Con ilustraciones de Tito Varela.

Discordancias
Eran grandes gotas de un torrente ambiguo y, como si las horas pudieran trocarse elásticas, estaba muy erguida frente a la ventana, denostando las ráfagas de rayos atormentados y eléctricos. ―¿Por qué se desnuda una frente a la ventana en días de lluvia?―, es difícil precisar todo lo que es menester para sentirse mujer después de cierta edad y tras el divorcio. Hay una sensación de sequedad interna, derrotas en batallas inexistentes.

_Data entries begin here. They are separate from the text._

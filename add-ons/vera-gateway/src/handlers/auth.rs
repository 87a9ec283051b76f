use axum::extract::State;
use axum::Json;
use chrono::{DateTime, Utc};
use serde::{Deserialize, Serialize};
use vera_core::{blocking, DisclaimerAck};

use crate::error::ApiResult;
use crate::extract::{Caller, ClientOrigin};
use crate::state::AppState;

#[derive(Debug, Deserialize)]
pub struct LoginRequest {
    pub research_id: String,
}

#[derive(Debug, Serialize)]
pub struct LoginResponse {
    pub access_token: String,
    pub token_type: &'static str,
    pub expires_at: DateTime<Utc>,
    pub research_id: String,
}

pub async fn login(
    State(state): State<AppState>,
    ClientOrigin(origin): ClientOrigin,
    Json(req): Json<LoginRequest>,
) -> ApiResult<Json<LoginResponse>> {
    let auth = state.chat.authenticator().clone();
    let issued = blocking(move || auth.issue_token(req.research_id.trim(), &origin)).await?;
    Ok(Json(LoginResponse {
        access_token: issued.token,
        token_type: "bearer",
        expires_at: issued.expires_at,
        research_id: issued.research_id,
    }))
}

#[derive(Debug, Default, Deserialize)]
pub struct DisclaimerRequest {
    #[serde(default)]
    pub version: Option<String>,
}

pub async fn acknowledge_disclaimer(
    State(state): State<AppState>,
    Caller(research_id): Caller,
    ClientOrigin(origin): ClientOrigin,
    body: Option<Json<DisclaimerRequest>>,
) -> ApiResult<Json<DisclaimerAck>> {
    let req = body.map(|Json(b)| b).unwrap_or_default();
    let auth = state.chat.authenticator().clone();
    let ack = blocking(move || {
        auth.record_disclaimer(&research_id, origin.ip_address.as_deref(), req.version.as_deref())
    })
    .await?;
    Ok(Json(ack))
}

Mira una dentro de sí que se le ha ido la vida intentando conquistar una tierra varada en el mar que al fin no tenía más que cardos agazapados.  
Como fuera, ella estaba allí desnuda y provocadora, como una torre de mármol erigida sobre la duela, mirando a través de los vidrios un poco turbios. Él se había quedado inconmovible en el sofá, degustando su puro con lentitud exasperante. Aquél era un cuerpo que ya conocía bastante bien como para no poder resistir la tentación de tomarlo en seguida, era el cuerpo de diez años de caminos paralelos, de yuxtaposiciones propias, de sudores inherentes y mezclados para la posteridad. Era el cuerpo que más le gustaba en el mundo y, precisamente por eso, ahora prefería volver a contemplarlo de lejos y en todo su esplendor.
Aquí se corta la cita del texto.